Mikaela Shiffrin: No. 1 in every sense | VailDaily.com

Mikaela Shiffrin: No. 1 in every sense

Shiffrin's legacy stands on much more than the records she has smashed en route to becoming the greatest of all time

Mikaela Shiffrin poses with her trophies for the World Cup slalom, giant slalom and overall titles last month in Soldeu, Andorra.
Alessandro Trovati/AP

Cecilia Folz, president of the Vail Valley Foundation from 1999-2015, first met Mikaela Shiffrin at the 2013 Alpine World Ski Championships in Schladming, Austria.

“Every person in the stadium that day knew she was going to be a big deal,” Folz remembered of the day Shiffrin won the first of a record four-straight slalom world titles. “But most, I’m sure, had no idea she would go on to what she has gone onto. Me included.”

Mikaela Shiffrin, center, with Austria’s Michaela Kirchgasser, left, and Sweden’s Frida Hansdotter, right, after the American won the first of her four-straight slalom world titles in Schladming, Austria on Feb. 16, 2013.
Kerstin Joensson/AP photo

After the local wunderkind became the youngest slalom Olympic gold medalist a year later, she arrived at the Vail Valley Foundation’s Fourth of July picnic, preferring servanthood over celebrity status. 

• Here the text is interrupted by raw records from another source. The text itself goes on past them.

//! sriovnet: map SR-IOV PCI functions to network interfaces through sysfs.
//!
//! This crate provides:
//!
//! - **fs**: The [`Filesystem`] abstraction, with a real backend ([`OsFs`]) and
//!   a scratch-directory fake ([`FakeFs`]) for tests
//! - **layout**: Where the PCI and network sysfs trees live ([`SysfsLayout`])
//! - **resolver**: [`SriovResolver`], the read-only lookups
//!
//! Nothing here writes to sysfs. Creating VFs, binding drivers and link
//! configuration belong to other tools.
//!
//! # Example
//!
//! ```
//! use std::path::Path;
//! use std::sync::Arc;
//! use sriovnet::{FakeFs, Filesystem, SriovResolver, SysfsLayout};
//!
//! let fs = Arc::new(FakeFs::new().unwrap());
//! let pf = Path::new("/sys/bus/pci/devices/0000:02:00.0");
//! let vf = Path::new("/sys/bus/pci/devices/0000:02:00.6");
//! fs.create_dir_all(&pf.join("net/enp2s0f0"), 0o755).unwrap();
//! fs.create_dir_all(vf, 0o755).unwrap();
//! fs.symlink(pf, &vf.join("physfn")).unwrap();
//!
//! let resolver = SriovResolver::new(fs, SysfsLayout::default());
//! assert_eq!(resolver.pf_pci_from_vf_pci("0000:02:00.6").unwrap(), "0000:02:00.0");
//! assert_eq!(resolver.net_devices_from_pci("0000:02:00.0").unwrap(), vec!["enp2s0f0"]);
//! ```

pub mod error;
pub mod fs;
pub mod layout;
pub mod resolver;

pub use error::{SriovError, SriovResult};
pub use fs::{FakeFs, Filesystem, OsFs};
pub use layout::{NET_SYS_DIR, PCI_SYS_DIR, SysfsLayout};
pub use resolver::SriovResolver;
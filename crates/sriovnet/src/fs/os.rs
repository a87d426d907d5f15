//! Real filesystem backend.
//!
//! Paths go straight to the operating system, so this is what reads the
//! kernel's `/sys` in production.

use super::traits::{Filesystem, not_a_symlink};
use std::fs;
use std::io;
use std::os::unix::fs::DirBuilderExt;
use std::path::{Path, PathBuf};

/// Filesystem backed by the running kernel.
#[derive(Debug, Clone, Copy, Default)]
pub struct OsFs;

impl OsFs {
    pub fn new() -> Self {
        Self
    }
}

impl Filesystem for OsFs {
    fn list_dir(&self, path: &Path) -> io::Result<Vec<String>> {
        let mut names = Vec::new();
        for entry in fs::read_dir(path)? {
            let entry = entry?;
            names.push(entry.file_name().to_string_lossy().into_owned());
        }
        Ok(names)
    }

    fn create_dir_all(&self, path: &Path, mode: u32) -> io::Result<()> {
        fs::DirBuilder::new().recursive(true).mode(mode).create(path)
    }

    fn symlink(&self, target: &Path, link: &Path) -> io::Result<()> {
        std::os::unix::fs::symlink(target, link)
    }

    fn resolve_symlink(&self, link: &Path) -> io::Result<PathBuf> {
        let meta = fs::symlink_metadata(link)?;
        if !meta.file_type().is_symlink() {
            return Err(not_a_symlink(link));
        }
        // sysfs directories are links themselves, so `..` in the raw target
        // only means something once every component is followed.
        let target = fs::canonicalize(link)?;
        tracing::trace!(link = %link.display(), target = %target.display(), "resolved link");
        Ok(target)
    }

    fn read_to_string(&self, path: &Path) -> io::Result<String> {
        fs::read_to_string(path)
    }

    fn write(&self, path: &Path, data: &[u8]) -> io::Result<()> {
        fs::write(path, data)
    }

    fn exists(&self, path: &Path) -> bool {
        fs::symlink_metadata(path).is_ok()
    }
}
//! Where the sysfs trees live.

use serde::{Deserialize, Serialize};
use std::path::{Path, PathBuf};

/// Default directory holding one entry per PCI function.
pub const PCI_SYS_DIR: &str = "/sys/bus/pci/devices";

/// Default directory holding one entry per network interface.
pub const NET_SYS_DIR: &str = "/sys/class/net";

/// Locations of the sysfs trees the resolver reads.
#[derive(Debug, Clone, PartialEq, Eq, Serialize, Deserialize)]
pub struct SysfsLayout {
    /// PCI device tree, one directory per PCI address.
    #[serde(default = "default_pci_sys_dir")]
    pub pci_sys_dir: PathBuf,

    /// Network class tree, one directory per interface name.
    #[serde(default = "default_net_sys_dir")]
    pub net_sys_dir: PathBuf,
}

fn default_pci_sys_dir() -> PathBuf {
    PathBuf::from(PCI_SYS_DIR)
}

fn default_net_sys_dir() -> PathBuf {
    PathBuf::from(NET_SYS_DIR)
}

impl Default for SysfsLayout {
    fn default() -> Self {
        Self {
            pci_sys_dir: default_pci_sys_dir(),
            net_sys_dir: default_net_sys_dir(),
        }
    }
}

impl SysfsLayout {
    /// Layout for a sysfs mounted somewhere other than `/sys`.
    ///
    /// Containers often bind the host's `/sys` at `/host/sys`.
    pub fn rooted_at(sysfs: impl AsRef<Path>) -> Self {
        let sysfs = sysfs.as_ref();
        Self {
            pci_sys_dir: sysfs.join("bus/pci/devices"),
            net_sys_dir: sysfs.join("class/net"),
        }
    }

    /// `<pci_sys_dir>/<pci_address>`
    pub fn pci_device_dir(&self, pci_address: &str) -> PathBuf {
        self.pci_sys_dir.join(pci_address)
    }

    /// `<net_sys_dir>/<name>`
    pub fn net_device_dir(&self, name: &str) -> PathBuf {
        self.net_sys_dir.join(name)
    }
}

#[cfg(test)]
mod tests {
    use super::*;

    #[test]
    fn test_default_paths() {
        let layout = SysfsLayout::default();
        assert_eq!(
            layout.pci_device_dir("0000:02:00.0"),
            PathBuf::from("/sys/bus/pci/devices/0000:02:00.0")
        );
        assert_eq!(layout.net_device_dir("eth0"), PathBuf::from("/sys/class/net/eth0"));
    }

    #[test]
    fn test_rooted_at() {
        let layout = SysfsLayout::rooted_at("/host/sys");
        assert_eq!(layout.pci_sys_dir, PathBuf::from("/host/sys/bus/pci/devices"));
        assert_eq!(layout.net_sys_dir, PathBuf::from("/host/sys/class/net"));
    }

    #[test]
    fn test_partial_toml_keeps_defaults() {
        let layout: SysfsLayout = toml::from_str(r#"pci_sys_dir = "/tmp/pci""#).unwrap();
        assert_eq!(layout.pci_sys_dir, PathBuf::from("/tmp/pci"));
        assert_eq!(layout.net_sys_dir, PathBuf::from(NET_SYS_DIR));
    }
}
/// Domain and response types for the price client
use serde::{Deserialize, Serialize};
use std::collections::HashMap;

/// One asset's quote from the simple-price endpoint
#[derive(Debug, Clone, PartialEq, Serialize, Deserialize)]
pub struct AssetQuote {
    pub brl: f64,
    pub usd: f64,
    #[serde(default)]
    pub usd_24h_change: Option<f64>,
    #[serde(default)]
    pub usd_market_cap: Option<f64>,
    #[serde(default)]
    pub usd_24h_vol: Option<f64>,
    #[serde(default)]
    pub last_updated_at: Option<i64>,
}

/// Mapping from asset id to its current quote
pub type PriceMap = HashMap<String, AssetQuote>;

/// Which tier of the fallback chain satisfied a price request
#[derive(Debug, Clone, Copy, PartialEq, Eq)]
pub enum DataTier {
    /// Served from cache within the current-price TTL
    FreshCache,
    /// Fetched from the upstream API on this call
    Live,
    /// Cache past its TTL, served after a failed refetch
    StaleCache,
    /// Hardcoded table, served when no real data of any age exists
    Fallback,
}

impl std::fmt::Display for DataTier {
    fn fmt(&self, f: &mut std::fmt::Formatter<'_>) -> std::fmt::Result {
        let label = match self {
            DataTier::FreshCache => "cache",
            DataTier::Live => "live",
            DataTier::StaleCache => "stale cache",
            DataTier::Fallback => "fallback",
        };
        write!(f, "{}", label)
    }
}

/// Price mapping plus the tier that produced it
#[derive(Debug, Clone, PartialEq)]
pub struct PriceSnapshot {
    pub prices: PriceMap,
    pub tier: DataTier,
}

impl PriceSnapshot {
    /// Whether the snapshot came from a live or fresh-cache tier
    pub fn is_current(&self) -> bool {
        matches!(self.tier, DataTier::FreshCache | DataTier::Live)
    }
}

/// Market-chart series for one asset.
///
/// Each point is [timestamp-ms, value], mirroring the upstream JSON.
#[derive(Debug, Clone, Default, PartialEq, Serialize, Deserialize)]
pub struct MarketChart {
    pub prices: Vec<[f64; 2]>,
    #[serde(default)]
    pub market_caps: Vec<[f64; 2]>,
    #[serde(default)]
    pub total_volumes: Vec<[f64; 2]>,
}

impl MarketChart {
    /// Number of price points
    pub fn len(&self) -> usize {
        self.prices.len()
    }

    /// Check if the series has no price points
    pub fn is_empty(&self) -> bool {
        self.prices.is_empty()
    }

    /// Most recent price point
    pub fn latest(&self) -> Option<&[f64; 2]> {
        self.prices.last()
    }

    /// All price values in series order
    pub fn price_values(&self) -> Vec<f64> {
        self.prices.iter().map(|p| p[1]).collect()
    }
}

/// One coin from the trending endpoint
#[derive(Debug, Clone, PartialEq, Serialize, Deserialize)]
pub struct TrendingCoin {
    pub id: String,
    pub name: String,
    pub symbol: String,
    pub market_cap_rank: Option<u32>,
    pub thumb: Option<String>,
}

// ===== Response Types =====

#[derive(Debug, Deserialize)]
pub(crate) struct TrendingResponse {
    pub coins: Vec<TrendingItem>,
}

#[derive(Debug, Deserialize)]
pub(crate) struct TrendingItem {
    pub item: TrendingCoinRaw,
}

#[derive(Debug, Deserialize)]
pub(crate) struct TrendingCoinRaw {
    pub id: String,
    pub name: String,
    pub symbol: String,
    pub market_cap_rank: Option<u32>,
    pub thumb: Option<String>,
}

impl TrendingCoinRaw {
    pub(crate) fn into_coin(self) -> TrendingCoin {
        TrendingCoin {
            id: self.id,
            name: self.name,
            symbol: self.symbol,
            market_cap_rank: self.market_cap_rank,
            thumb: self.thumb,
        }
    }
}
/// Global constants used across pricewatch
///
/// This module contains system-wide constants that are not configurable
/// and are used across multiple modules.

// ============================================================================
// UPSTREAM API
// ============================================================================

/// Base URL of the CoinGecko-compatible price API
pub const API_BASE_URL: &str = "https://api.coingecko.com/api/v3";

/// Identifying user agent sent with every request
pub const USER_AGENT: &str = "pricewatch/0.1";

/// Per-request HTTP timeout
pub const API_TIMEOUT_SECS: u64 = 10;

/// Quote currencies requested from the price endpoint
pub const VS_CURRENCIES: &str = "brl,usd";

// ============================================================================
// DEFAULT ASSETS
// ============================================================================

/// Assets fetched when the caller does not name any
pub const DEFAULT_ASSETS: [&str; 5] = [
    "bitcoin",
    "ethereum",
    "solana",
    "binancecoin",
    "ripple",
];

/// Default window for historical chart requests
pub const DEFAULT_HISTORY_DAYS: u32 = 7;

/// History windows above this many days are served at daily granularity
pub const DAILY_INTERVAL_THRESHOLD_DAYS: u32 = 30;

// ============================================================================
// CACHE
// ============================================================================

/// How long a current-price cache entry stays fresh
pub const CURRENT_PRICES_TTL_SECS: i64 = 60;

/// How long a historical-chart cache entry stays fresh
pub const HISTORICAL_TTL_SECS: i64 = 3600;

// ============================================================================
// RETRY
// ============================================================================

/// Attempts per price fetch before degrading to cached or static data
pub const RETRY_ATTEMPTS: u32 = 3;

/// Base delay between retry attempts; attempt n waits base * n
pub const RETRY_BASE_DELAY_MS: u64 = 1000;
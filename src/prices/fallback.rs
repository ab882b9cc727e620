/// Hardcoded last-resort price table
///
/// Served only when no cached data of any age exists for a request and
/// every retry failed. Round reference figures, not live data.
use super::types::{AssetQuote, PriceMap};
use once_cell::sync::Lazy;
use std::collections::HashMap;

static FALLBACK_PRICES: Lazy<PriceMap> = Lazy::new(|| {
    let mut table = HashMap::new();

    table.insert(
        "bitcoin".to_string(),
        AssetQuote {
            brl: 385_000.0,
            usd: 70_000.0,
            usd_24h_change: Some(0.0),
            usd_market_cap: Some(1_380_000_000_000.0),
            usd_24h_vol: None,
            last_updated_at: None,
        },
    );
    table.insert(
        "ethereum".to_string(),
        AssetQuote {
            brl: 19_250.0,
            usd: 3_500.0,
            usd_24h_change: Some(0.0),
            usd_market_cap: Some(420_000_000_000.0),
            usd_24h_vol: None,
            last_updated_at: None,
        },
    );
    table.insert(
        "solana".to_string(),
        AssetQuote {
            brl: 825.0,
            usd: 150.0,
            usd_24h_change: Some(0.0),
            usd_market_cap: Some(70_000_000_000.0),
            usd_24h_vol: None,
            last_updated_at: None,
        },
    );
    table.insert(
        "binancecoin".to_string(),
        AssetQuote {
            brl: 3_190.0,
            usd: 580.0,
            usd_24h_change: Some(0.0),
            usd_market_cap: Some(85_000_000_000.0),
            usd_24h_vol: None,
            last_updated_at: None,
        },
    );
    table.insert(
        "ripple".to_string(),
        AssetQuote {
            brl: 2.86,
            usd: 0.52,
            usd_24h_change: Some(0.0),
            usd_market_cap: Some(29_000_000_000.0),
            usd_24h_vol: None,
            last_updated_at: None,
        },
    );

    table
});

/// A copy of the static table
pub fn fallback_table() -> PriceMap {
    FALLBACK_PRICES.clone()
}

#[cfg(test)]
mod tests {
    use super::*;
    use crate::constants::DEFAULT_ASSETS;

    #[test]
    fn covers_exactly_the_default_assets() {
        let table = fallback_table();
        assert_eq!(table.len(), DEFAULT_ASSETS.len());
        for id in DEFAULT_ASSETS {
            assert!(table.contains_key(id), "missing fallback entry for {}", id);
        }
    }

    #[test]
    fn entries_carry_both_currencies() {
        for (id, quote) in fallback_table() {
            assert!(quote.brl > 0.0, "{} brl", id);
            assert!(quote.usd > 0.0, "{} usd", id);
        }
    }
}
/// Ticker-symbol to API coin-id lookup
///
/// Unknown symbols pass through lower-cased: a best-effort guess that is
/// not validated against the upstream API's known ids.
pub fn coin_id(symbol: &str) -> String {
    match symbol.trim().to_uppercase().as_str() {
        "BTC" => "bitcoin".to_string(),
        "ETH" => "ethereum".to_string(),
        "SOL" => "solana".to_string(),
        "BNB" => "binancecoin".to_string(),
        "XRP" => "ripple".to_string(),
        "PENDLE" => "pendle".to_string(),
        "SPX6900" => "spx6900".to_string(),
        other => other.to_lowercase(),
    }
}

#[cfg(test)]
mod tests {
    use super::*;

    #[test]
    fn known_symbols_map_to_ids() {
        assert_eq!(coin_id("BTC"), "bitcoin");
        assert_eq!(coin_id("ETH"), "ethereum");
        assert_eq!(coin_id("SOL"), "solana");
        assert_eq!(coin_id("BNB"), "binancecoin");
        assert_eq!(coin_id("XRP"), "ripple");
        assert_eq!(coin_id("PENDLE"), "pendle");
        assert_eq!(coin_id("SPX6900"), "spx6900");
    }

    #[test]
    fn lookup_is_case_insensitive() {
        assert_eq!(coin_id("btc"), "bitcoin");
        assert_eq!(coin_id("Eth"), "ethereum");
    }

    #[test]
    fn unknown_symbols_pass_through_lowercased() {
        assert_eq!(coin_id("DOGE"), "doge");
        assert_eq!(coin_id("NotAToken"), "notatoken");
    }
}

“Immediately upon arriving at the gathering, Miki and her mom, Eileen, came over and said ‘let me know what I should be doing. I’m happy to go meet each table or whatever you need of me,'” Folz recalled. 

“They had been invited as guests of honor, but in the most humble of all ways, Eileen and Jeff held out an expectation, and Mikaela an appreciation, that it is the people who support the sport — the people who cheer for her and care about her — that make a difference in her success.”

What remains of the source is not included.